//! Property-based tests for hcn-core.

#[cfg(test)]
mod tests {
    use std::time::Duration;

    use hcn_crypto::{verify_signature, KeySigner};
    use proptest::prelude::*;

    use crate::network::Network;
    use crate::payload::{PayloadBuilder, SignedAssignment};
    use crate::retry::RetryPolicy;
    use crate::types::{CredentialId, Freshness, FreshnessSource, NodeIdentity};

    const KEY: &str = "0x4c0883a69102937d6231471b5dbb6204fe5129617082792ae468d01a3f362318";

    fn node(node_id: String) -> NodeIdentity {
        NodeIdentity {
            node_id,
            nonce: None,
            network: None,
        }
    }

    fn freshness(nonce: String, timestamp_ms: i64) -> Freshness {
        Freshness {
            nonce,
            timestamp_ms,
            source: FreshnessSource::Server,
        }
    }

    proptest! {
        #![proptest_config(ProptestConfig::with_cases(32))]

        #[test]
        fn test_digit_strings_are_credentials(id in "[0-9]{1,78}") {
            let parsed: CredentialId = id.parse().unwrap();
            prop_assert_eq!(parsed.as_str(), id.as_str());
        }

        #[test]
        fn test_non_digit_credentials_rejected(
            prefix in "[0-9]{0,10}",
            bad in "[^0-9]",
            suffix in "[0-9]{0,10}"
        ) {
            let id = format!("{prefix}{bad}{suffix}");
            prop_assert!(id.parse::<CredentialId>().is_err());
        }

        // Any accepted payload encodes to exactly eight lines.
        #[test]
        fn test_canonical_payload_line_count(
            node_id in "\\PC{1,64}",
            nonce in "[a-zA-Z0-9]{1,64}",
            timestamp in any::<i64>(),
            testnet in any::<bool>()
        ) {
            let signer = KeySigner::load(KEY).unwrap();
            let built = PayloadBuilder::new(signer.account()).build(
                &"4649559795958260".parse().unwrap(),
                &node(node_id),
                Network::from_testnet_flag(testnet),
                freshness(nonce, timestamp),
            );
            if let Ok(payload) = built {
                prop_assert_eq!(payload.canonical_string().lines().count(), 8);
            }
        }

        // A signature over one payload never verifies against another.
        #[test]
        fn test_signature_bound_to_payload(
            a in "[0-9]{1,20}",
            b in "[0-9]{1,20}"
        ) {
            prop_assume!(a != b);
            let signer = KeySigner::load(KEY).unwrap();
            let builder = PayloadBuilder::new(signer.account());
            let make = |id: &str| {
                builder
                    .build(
                        &id.parse().unwrap(),
                        &node("node-1".into()),
                        Network::Mainnet,
                        freshness("n0nce".into(), 1),
                    )
                    .unwrap()
            };
            let signed = SignedAssignment::sign(make(&a), &signer).unwrap();
            let other = make(&b).canonical_bytes();
            prop_assert!(verify_signature(&other, signed.signature(), &signer.account()).is_err());
        }

        #[test]
        fn test_backoff_monotonic_and_capped(
            base_ms in 1u64..2_000,
            cap_ms in 1u64..20_000,
            attempt in 1u32..64
        ) {
            let policy = RetryPolicy {
                max_attempts: 5,
                base_delay: Duration::from_millis(base_ms),
                max_delay: Duration::from_millis(cap_ms),
            };
            let d1 = policy.delay_after(attempt);
            let d2 = policy.delay_after(attempt + 1);
            prop_assert!(d1 <= d2);
            prop_assert!(d2 <= policy.max_delay);
        }
    }
}
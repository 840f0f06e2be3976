//! Account addresses derived from secp256k1 public keys.
//!
//! An account is the last 20 bytes of `keccak256(uncompressed_pubkey[1..])`,
//! displayed with EIP-55 mixed-case checksum. Comparison is on the raw bytes,
//! so differently-cased renderings of the same address are equal.

use std::fmt;
use std::str::FromStr;

use serde::{Deserialize, Deserializer, Serialize, Serializer};

use crate::hash::keccak256;

/// Error returned when an address string cannot be parsed.
#[derive(Debug, Clone, PartialEq, Eq, thiserror::Error)]
pub enum AccountParseError {
    #[error("address must start with 0x")]
    MissingPrefix,
    #[error("address must be 40 hex digits, got {0}")]
    InvalidLength(usize),
    #[error("address contains non-hex characters")]
    InvalidHex,
}

/// A 20-byte account address.
#[derive(Clone, Copy, PartialEq, Eq, Hash)]
pub struct Account([u8; 20]);

impl Account {
    pub const LEN: usize = 20;

    pub fn from_bytes(bytes: [u8; 20]) -> Self {
        Self(bytes)
    }

    /// Derive the account from a 64-byte uncompressed public key (without the 0x04 tag).
    pub fn from_public_key_xy(xy: &[u8; 64]) -> Self {
        let digest = keccak256(xy);
        let mut out = [0u8; 20];
        out.copy_from_slice(&digest[12..]);
        Self(out)
    }

    pub fn as_bytes(&self) -> &[u8; 20] {
        &self.0
    }

    /// Lowercase `0x`-prefixed hex, the form used by subgraph entity ids.
    pub fn to_lower_hex(&self) -> String {
        format!("0x{}", hex::encode(self.0))
    }

    /// EIP-55 checksummed rendering.
    pub fn to_checksum(&self) -> String {
        let lower = hex::encode(self.0);
        let hash = keccak256(lower.as_bytes());
        let mut out = String::with_capacity(42);
        out.push_str("0x");
        for (i, c) in lower.chars().enumerate() {
            let nibble = if i % 2 == 0 {
                hash[i / 2] >> 4
            } else {
                hash[i / 2] & 0x0f
            };
            if c.is_ascii_alphabetic() && nibble >= 8 {
                out.push(c.to_ascii_uppercase());
            } else {
                out.push(c);
            }
        }
        out
    }
}

impl FromStr for Account {
    type Err = AccountParseError;

    fn from_str(s: &str) -> Result<Self, Self::Err> {
        let digits = s
            .strip_prefix("0x")
            .or_else(|| s.strip_prefix("0X"))
            .ok_or(AccountParseError::MissingPrefix)?;
        if digits.len() != 40 {
            return Err(AccountParseError::InvalidLength(digits.len()));
        }
        let mut out = [0u8; 20];
        hex::decode_to_slice(digits, &mut out).map_err(|_| AccountParseError::InvalidHex)?;
        Ok(Self(out))
    }
}

impl fmt::Display for Account {
    fn fmt(&self, f: &mut fmt::Formatter<'_>) -> fmt::Result {
        f.write_str(&self.to_checksum())
    }
}

impl fmt::Debug for Account {
    fn fmt(&self, f: &mut fmt::Formatter<'_>) -> fmt::Result {
        write!(f, "Account({})", self.to_checksum())
    }
}

impl Serialize for Account {
    fn serialize<S: Serializer>(&self, serializer: S) -> Result<S::Ok, S::Error> {
        serializer.serialize_str(&self.to_checksum())
    }
}

impl<'de> Deserialize<'de> for Account {
    fn deserialize<D: Deserializer<'de>>(deserializer: D) -> Result<Self, D::Error> {
        let s = String::deserialize(deserializer)?;
        s.parse().map_err(serde::de::Error::custom)
    }
}

#[cfg(test)]
mod tests {
    use super::*;

    #[test]
    fn test_checksum_round_trip() {
        let checksummed = "0x7E5F4552091A69125d5DfCb7b8C2659029395Bdf";
        let account: Account = checksummed.parse().unwrap();
        assert_eq!(account.to_checksum(), checksummed);
        assert_eq!(account.to_string(), checksummed);
    }

    #[test]
    fn test_parse_is_case_insensitive() {
        let a: Account = "0x7e5f4552091a69125d5dfcb7b8c2659029395bdf".parse().unwrap();
        let b: Account = "0x7E5F4552091A69125D5DFCB7B8C2659029395BDF".parse().unwrap();
        assert_eq!(a, b);
        assert_eq!(a.to_lower_hex(), "0x7e5f4552091a69125d5dfcb7b8c2659029395bdf");
    }

    #[test]
    fn test_parse_errors() {
        assert_eq!(
            "7e5f4552091a69125d5dfcb7b8c2659029395bdf".parse::<Account>(),
            Err(AccountParseError::MissingPrefix)
        );
        assert_eq!("0x1234".parse::<Account>(), Err(AccountParseError::InvalidLength(4)));
        assert_eq!(
            "0xzz5f4552091a69125d5dfcb7b8c2659029395bdf".parse::<Account>(),
            Err(AccountParseError::InvalidHex)
        );
    }

    #[test]
    fn test_checksum_from_lowercase() {
        let account: Account = "0x2c7536e3605d9c16a7a3d7b1898e529396a65c23".parse().unwrap();
        assert_eq!(account.to_checksum(), "0x2c7536E3605D9C16a7a3D7b1898e529396a65c23");
    }
}
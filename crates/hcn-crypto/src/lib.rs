//! Key handling and message signing for Hypercycle Manager Mode assignments.
//!
//! Accounts are Ethereum-style secp256k1 addresses. Assignment messages are
//! signed as EIP-191 personal messages so any standard wallet library can
//! verify them on the node side.

#![forbid(unsafe_code)]

pub mod account;
pub mod hash;
pub mod signer;

#[cfg(test)]
mod proptests;

pub use account::{Account, AccountParseError};
pub use signer::{recover_account, verify_signature, KeySigner, Signature, SignerError};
····················
Brief: Beginning with the very first line of the material above, give each line again exactly, ending with the line that contains "let parsed: CredentialId".

Response area:
//! Property-based tests for hcn-core.

#[cfg(test)]
mod tests {
    use std::time::Duration;

    use hcn_crypto::{verify_signature, KeySigner};
    use proptest::prelude::*;

    use crate::network::Network;
    use crate::payload::{PayloadBuilder, SignedAssignment};
    use crate::retry::RetryPolicy;
    use crate::types::{CredentialId, Freshness, FreshnessSource, NodeIdentity};

    const KEY: &str = "0x4c0883a69102937d6231471b5dbb6204fe5129617082792ae468d01a3f362318";

    fn node(node_id: String) -> NodeIdentity {
        NodeIdentity {
            node_id,
            nonce: None,
            network: None,
        }
    }

    fn freshness(nonce: String, timestamp_ms: i64) -> Freshness {
        Freshness {
            nonce,
            timestamp_ms,
            source: FreshnessSource::Server,
        }
    }

    proptest! {
        #![proptest_config(ProptestConfig::with_cases(32))]

        #[test]
        fn test_digit_strings_are_credentials(id in "[0-9]{1,78}") {
            let parsed: CredentialId = id.parse().unwrap();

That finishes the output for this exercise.